The new global business manager needs to be just as adroit in understanding Italian labor unions as with the managing of the TGWU (Transportation General Workers Union). That manager needs to also understand what impact local cultures will have on the acceptance of products and services. As we know, what works well in one society can cause a complete disaster in another. For example, the collectivist culture of Japan determines how Japanese conduct meetings, how they make decisions, and how their teams work together. When we send Europeans to Japan with their standards of individual achievement, we're courting trouble. When we use our yardstick to recognize a team leader by singling him or her out for an award, it is inevitable that it is going to get a negative reaction.
It is also important to understand the impact of culture on national legislation -- and through legislation -- on company compensation strategies. It is best not to agree to pay an employee a monthly salary unless you know the number of months that constitute an annual salary. Also, do not offer bonuses unless you are certain they will remain as a variable "add-on" to base pay.
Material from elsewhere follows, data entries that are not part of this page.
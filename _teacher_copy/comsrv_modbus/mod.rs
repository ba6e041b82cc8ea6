//! Modbus Protocol Implementation
//!
//! This module provides a comprehensive Modbus implementation supporting both RTU and TCP modes.
//! It integrates with the voltage_modbus library and provides enhanced features like:
//!
//! - **Client Module**: Unified client supporting RTU and TCP communication
//! - **Server Module**: Unified server with device simulation capabilities  
//! - **Common Module**: Shared types, utilities, and protocol definitions
//!
//! # Architecture
//!
//! The design follows a unified approach where communication mode (RTU vs TCP) is determined
//! by configuration rather than separate modules. This reduces code duplication and provides
//! a consistent API across different transport layers.
//!
//! # Integration with voltage_modbus
//!
//! This implementation leverages the voltage_modbus library for core protocol handling while
//! adding enhanced features like connection management, statistics collection, and point
//! value caching.

pub mod bit_operations;
pub mod client;
pub mod common;
pub mod server;

// Re-enabled comprehensive tests with updated structure
// #[cfg(test)]
// pub mod comprehensive_tests;

// Re-export main types for easier usage
pub use client::{ModbusClient, ModbusClientConfig, ModbusCommunicationMode};

use crate::core::protocols::common::combase::{PacketParseResult, ProtocolPacketParser};
use std::collections::HashMap;

/// Modbus protocol packet parser
///
/// Implements protocol-specific parsing for Modbus TCP packets,
/// providing human-readable interpretation of packet structure and data.
pub struct ModbusPacketParser;

impl ModbusPacketParser {
    /// Create a new Modbus packet parser
    pub fn new() -> Self {
        Self
    }

    /// Parse Modbus function code to human-readable name
    fn function_code_name(code: u8) -> &'static str {
        match code {
            0x01 => "Read Coils",
            0x02 => "Read Discrete Inputs",
            0x03 => "Read Holding Registers",
            0x04 => "Read Input Registers",
            0x05 => "Write Single Coil",
            0x06 => "Write Single Register",
            0x0F => "Write Multiple Coils",
            0x10 => "Write Multiple Registers",
            0x16 => "Mask Write Register",
            0x17 => "Read/Write Multiple Registers",
            _ => {
                if code & 0x80 != 0 {
                    "Error Response"
                } else {
                    "Unknown Function"
                }
            }
        }
    }

    /// Parse Modbus TCP header
    fn parse_tcp_header(&self, data: &[u8]) -> Result<(u16, u16, u16, u8, u8), &'static str> {
        if data.len() < 8 {
            return Err("Packet too short for Modbus TCP header");
        }

        let transaction_id = u16::from_be_bytes([data[0], data[1]]);
        let protocol_id = u16::from_be_bytes([data[2], data[3]]);
        let length = u16::from_be_bytes([data[4], data[5]]);
        let unit_id = data[6];
        let function_code = data[7];

        Ok((transaction_id, protocol_id, length, unit_id, function_code))
    }

    /// Parse read request (functions 0x01, 0x02, 0x03, 0x04)
    fn parse_read_request(
        &self,
        data: &[u8],
        function_code: u8,
    ) -> (String, HashMap<String, String>) {
        if data.len() < 12 {
            return ("Invalid read request".to_string(), HashMap::new());
        }

        let start_address = u16::from_be_bytes([data[8], data[9]]);
        let quantity = u16::from_be_bytes([data[10], data[11]]);

        let register_type = match function_code {
            0x01 => "coils",
            0x02 => "discrete inputs",
            0x03 => "holding registers",
            0x04 => "input registers",
            _ => "unknown registers",
        };

        let description = format!(
            "Read {} {} from address {}",
            quantity, register_type, start_address
        );

        let mut fields = HashMap::new();
        fields.insert("start_address".to_string(), start_address.to_string());
        fields.insert("quantity".to_string(), quantity.to_string());
        fields.insert("register_type".to_string(), register_type.to_string());

        (description, fields)
    }

    /// Parse read response (functions 0x01, 0x02, 0x03, 0x04)
    fn parse_read_response(
        &self,
        data: &[u8],
        function_code: u8,
    ) -> (String, HashMap<String, String>) {
        if data.len() < 9 {
            return ("Invalid read response".to_string(), HashMap::new());
        }

        let byte_count = data[8];
        let data_bytes = &data[9..];

        let mut fields = HashMap::new();
        fields.insert("byte_count".to_string(), byte_count.to_string());

        let description = match function_code {
            0x01 | 0x02 => {
                // Coils/discrete inputs - bit values
                let mut bit_values = Vec::new();
                for (i, &byte) in data_bytes.iter().enumerate() {
                    for bit in 0..8 {
                        if i * 8 + bit < (byte_count * 8) as usize {
                            bit_values.push(((byte >> bit) & 1).to_string());
                        }
                    }
                }
                fields.insert(
                    "bit_values".to_string(),
                    format!("[{}]", bit_values.join(", ")),
                );
                format!("Response: {} bytes, {} bits", byte_count, bit_values.len())
            }
            0x03 | 0x04 => {
                // Holding/input registers - word values
                let mut register_values = Vec::new();
                for chunk in data_bytes.chunks(2) {
                    if chunk.len() == 2 {
                        let value = u16::from_be_bytes([chunk[0], chunk[1]]);
                        register_values.push(value.to_string());
                    }
                }
                fields.insert(
                    "register_values".to_string(),
                    format!("[{}]", register_values.join(", ")),
                );
                format!(
                    "Response: {} bytes, values: [{}]",
                    byte_count,
                    register_values.join(", ")
                )
            }
            _ => format!("Response: {} bytes", byte_count),
        };

        (description, fields)
    }

    /// Parse write single request (functions 0x05, 0x06)
    fn parse_write_single_request(
        &self,
        data: &[u8],
        function_code: u8,
    ) -> (String, HashMap<String, String>) {
        if data.len() < 12 {
            return ("Invalid write single request".to_string(), HashMap::new());
        }

        let address = u16::from_be_bytes([data[8], data[9]]);
        let value = u16::from_be_bytes([data[10], data[11]]);

        let mut fields = HashMap::new();
        fields.insert("address".to_string(), address.to_string());
        fields.insert("value".to_string(), value.to_string());

        let description = match function_code {
            0x05 => {
                let coil_value = if value == 0xFF00 { "ON" } else { "OFF" };
                fields.insert("coil_state".to_string(), coil_value.to_string());
                format!("Write coil {} to {}", address, coil_value)
            }
            0x06 => {
                format!("Write value {} to register {}", value, address)
            }
            _ => format!("Write value {} to address {}", value, address),
        };

        (description, fields)
    }

    /// Parse write single response (functions 0x05, 0x06)
    fn parse_write_single_response(
        &self,
        data: &[u8],
        function_code: u8,
    ) -> (String, HashMap<String, String>) {
        if data.len() < 12 {
            return ("Invalid write single response".to_string(), HashMap::new());
        }

        let address = u16::from_be_bytes([data[8], data[9]]);
        let value = u16::from_be_bytes([data[10], data[11]]);

        let mut fields = HashMap::new();
        fields.insert("address".to_string(), address.to_string());
        fields.insert("value".to_string(), value.to_string());

        let description = match function_code {
            0x05 => {
                let coil_value = if value == 0xFF00 { "ON" } else { "OFF" };
                fields.insert("coil_state".to_string(), coil_value.to_string());
                format!("Confirmed: wrote coil {} to {}", address, coil_value)
            }
            0x06 => {
                format!("Confirmed: wrote value {} to register {}", value, address)
            }
            _ => format!("Confirmed: wrote value {} to address {}", value, address),
        };

        (description, fields)
    }

    /// Parse error response
    fn parse_error_response(
        &self,
        data: &[u8],
        function_code: u8,
    ) -> (String, HashMap<String, String>) {
        if data.len() < 9 {
            return ("Invalid error response".to_string(), HashMap::new());
        }

        let exception_code = data[8];
        let original_function = function_code & 0x7F;

        let exception_name = match exception_code {
            0x01 => "Illegal Function",
            0x02 => "Illegal Data Address",
            0x03 => "Illegal Data Value",
            0x04 => "Slave Device Failure",
            0x05 => "Acknowledge",
            0x06 => "Slave Device Busy",
            0x08 => "Memory Parity Error",
            0x0A => "Gateway Path Unavailable",
            0x0B => "Gateway Target Failed",
            _ => "Unknown Exception",
        };

        let mut fields = HashMap::new();
        fields.insert(
            "original_function".to_string(),
            format!("0x{:02x}", original_function),
        );
        fields.insert(
            "exception_code".to_string(),
            format!("0x{:02x}", exception_code),
        );
        fields.insert("exception_name".to_string(), exception_name.to_string());

        let description = format!(
            "Error: {} (0x{:02x}) for function 0x{:02x}",
            exception_name, exception_code, original_function
        );

        (description, fields)
    }
}

impl ProtocolPacketParser for ModbusPacketParser {
    fn protocol_name(&self) -> &str {
        "Modbus"
    }

    fn parse_packet(&self, data: &[u8], direction: &str) -> PacketParseResult {
        let hex_data = self.format_hex_data(data);

        // Parse TCP header
        let (transaction_id, protocol_id, length, unit_id, function_code) =
            match self.parse_tcp_header(data) {
                Ok(header) => header,
                Err(e) => {
                    return PacketParseResult::failure("Modbus", direction, &hex_data, e);
                }
            };

        let mut fields = HashMap::new();
        fields.insert(
            "transaction_id".to_string(),
            format!("0x{:04x}", transaction_id),
        );
        fields.insert("protocol_id".to_string(), protocol_id.to_string());
        fields.insert("length".to_string(), length.to_string());
        fields.insert("unit_id".to_string(), unit_id.to_string());
        fields.insert(
            "function_code".to_string(),
            format!("0x{:02x}", function_code),
        );
        fields.insert(
            "function_name".to_string(),
            Self::function_code_name(function_code).to_string(),
        );

        // Base description with header info
        let mut description = format!(
            "TxID:0x{:04x} ProtoID:{} Len:{} Unit:{} FC:0x{:02x}({})",
            transaction_id,
            protocol_id,
            length,
            unit_id,
            function_code,
            Self::function_code_name(function_code)
        );

        // Parse function-specific data
        let (func_description, func_fields) = if function_code & 0x80 != 0 {
            // Error response
            self.parse_error_response(data, function_code)
        } else {
            match function_code {
                0x01 | 0x02 | 0x03 | 0x04 => {
                    if direction == "send" {
                        self.parse_read_request(data, function_code)
                    } else {
                        self.parse_read_response(data, function_code)
                    }
                }
                0x05 | 0x06 => {
                    if direction == "send" {
                        self.parse_write_single_request(data, function_code)
                    } else {
                        self.parse_write_single_response(data, function_code)
                    }
                }
                _ => ("Unsupported function".to_string(), HashMap::new()),
            }
        };

        // Combine descriptions
        if !func_description.is_empty() {
            description = format!("{} - {}", description, func_description);
        }

        // Merge fields
        fields.extend(func_fields);

        PacketParseResult::success("Modbus", direction, &hex_data, &description)
    }
}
Many corporations are trying to spread stock options across the globe, but it can have unfortunate and unintended effects. In Holland, options are taxed at the point of grant; in France, at the point of exercise, and in the United Kingdom, at the point of sale. Thus, your
plan will be perceived very differently in each country. Indeed, if the employee who is unfortunate to be granted stock options in Holland moves to France when he or she needs to
exercise those options, and to the U.K. when liquidating his or her profits, the benefits of the plan will not be apparent. Conversely, he or she would be delighted to move in the opposite direction !!!
Blend Corporate Culture With Local National Culture
Organizations should always consider those aspects of compensation design which they regard as fundamental to their own company culture. All cultures comprise a spectrum of individuals and, provided all cultural norms are not disregarded, a non-conforming aspect which is key to a strong corporate culture will still attract a number of individuals in any culture. Research at INSEAD has shown that in the "old" IBM, the corporate culture was strong enough to have as much influence over behavior as the national cultures it operated within.
The key is to be aware of the impact of corporate pay philosophy in different national cultures. Success will come to companies that recognize that local cultural factors must be factored into many national cultures.